A leaf has an equal probability of being 1 to k in size.
Thus, the expected sheet size is k/2 .
If the expected leaf size is k/2 , then we expect n/(k/2)=(2n)/k such leaves.
For simplicity, suppose we expect n/k such leaves and that the expected size of each leaf is k .
The expected INSERTION-SORT is O(n^2) .
We found that in exercise 5.2-5 and problem 2-4c.
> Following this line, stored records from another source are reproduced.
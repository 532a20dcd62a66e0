//! Basic Auth 凭证模型
//!
//! 负责解析 `Authorization: Basic ...` 请求头，以及为旧式工作负载
//! 重新生成 Basic Auth 请求头。

use base64::engine::general_purpose::STANDARD;
use base64::Engine;
use std::fmt;

/// 用户名/密码对
#[derive(Clone, PartialEq, Eq)]
pub struct BasicCredentials {
    /// 用户名
    pub username: String,
    /// 密码
    pub password: String,
}

/// Authorization 请求头的解析结果
#[derive(Debug, Clone, PartialEq, Eq)]
pub enum ParsedAuthorization {
    /// 不是 Basic 方案（例如 Bearer）
    NotBasic,
    /// Basic 方案，但载荷无法解码或不含冒号
    Malformed(String),
    /// 有效的用户名/密码对
    Credentials(BasicCredentials),
}

impl BasicCredentials {
    /// 创建新的凭证
    pub fn new(username: &str, password: &str) -> Self {
        Self {
            username: username.to_string(),
            password: password.to_string(),
        }
    }

    /// 解析 Authorization 请求头的值
    ///
    /// 方案名大小写不敏感；载荷按第一个冒号切分为用户名和密码。
    pub fn parse_authorization(header: &str) -> ParsedAuthorization {
        let header = header.trim();
        let (scheme, payload) = match header.split_once(char::is_whitespace) {
            Some((scheme, payload)) => (scheme, payload.trim()),
            None => (header, ""),
        };

        if !scheme.eq_ignore_ascii_case("basic") {
            return ParsedAuthorization::NotBasic;
        }

        let decoded = match STANDARD.decode(payload) {
            Ok(decoded) => decoded,
            Err(e) => return ParsedAuthorization::Malformed(format!("invalid base64: {}", e)),
        };

        let decoded = match String::from_utf8(decoded) {
            Ok(decoded) => decoded,
            Err(_) => return ParsedAuthorization::Malformed("payload is not utf-8".to_string()),
        };

        match decoded.split_once(':') {
            Some((username, password)) => {
                ParsedAuthorization::Credentials(Self::new(username, password))
            }
            None => ParsedAuthorization::Malformed("payload contains no colon".to_string()),
        }
    }

    /// 生成 `Basic <base64(username:password)>` 请求头值
    pub fn to_header_value(&self) -> String {
        format!(
            "Basic {}",
            STANDARD.encode(format!("{}:{}", self.username, self.password))
        )
    }
}

// 密码不进入日志
impl fmt::Debug for BasicCredentials {
    fn fmt(&self, f: &mut fmt::Formatter<'_>) -> fmt::Result {
        f.debug_struct("BasicCredentials")
            .field("username", &self.username)
            .field("password", &"***")
            .finish()
    }
}

#[cfg(test)]
mod tests {
    use super::*;
    use rstest::rstest;

    #[test]
    fn test_parse_valid_basic_header() {
        let header = format!("Basic {}", STANDARD.encode("alice:secret"));
        assert_eq!(
            BasicCredentials::parse_authorization(&header),
            ParsedAuthorization::Credentials(BasicCredentials::new("alice", "secret"))
        );
    }

    #[test]
    fn test_password_may_contain_colons() {
        let header = format!("basic {}", STANDARD.encode("alice:se:cr:et"));
        assert_eq!(
            BasicCredentials::parse_authorization(&header),
            ParsedAuthorization::Credentials(BasicCredentials::new("alice", "se:cr:et"))
        );
    }

    #[rstest]
    #[case("Bearer abc.def.ghi")]
    #[case("Digest username=\"alice\"")]
    #[case("Basically")]
    fn test_non_basic_schemes(#[case] header: &str) {
        assert_eq!(
            BasicCredentials::parse_authorization(header),
            ParsedAuthorization::NotBasic
        );
    }

    #[rstest]
    #[case(STANDARD.encode("alice"))]
    #[case(STANDARD.encode(""))]
    #[case("not base64!!".to_string())]
    fn test_malformed_payloads(#[case] payload: String) {
        let header = format!("Basic {}", payload);
        assert!(matches!(
            BasicCredentials::parse_authorization(&header),
            ParsedAuthorization::Malformed(_)
        ));
    }

    #[test]
    fn test_header_value_round_trip() {
        let credentials = BasicCredentials::new("alice", "secret");
        let header = credentials.to_header_value();
        assert_eq!(header, format!("Basic {}", STANDARD.encode("alice:secret")));
        assert_eq!(
            BasicCredentials::parse_authorization(&header),
            ParsedAuthorization::Credentials(credentials)
        );
    }

    #[test]
    fn test_debug_hides_password() {
        let credentials = BasicCredentials::new("alice", "secret");
        assert!(!format!("{:?}", credentials).contains("secret"));
    }
}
Thus, the expected operating time of INSERTION-SORT is O((n/k)*(k^2))=O(nk) .
If we expect our partition groups to be of size k , then it is expected that the height of the recursion tree will be lgn-lgk=lg(n/k) , since we expect that we will stop at lgk .
At each level of the recursion tree, there are O(n) operations.
This brings us to O(nlg(n/k)) .
We conclude that the expected runtime is O(nk+nlg(n/k)) .
In theory, we should choose k=lgn , since in this way we get the best expected run time O(nlgn) .
In practice, we should choose k for one of the values ββnear lgn , which gives us better performance than just running RANDOMIZED-QUICKSORT .
The second part of the answer uses the note of large o-output rather freely, so for a more accurate choice of k , please follow the link provided in the second answer of Ankush.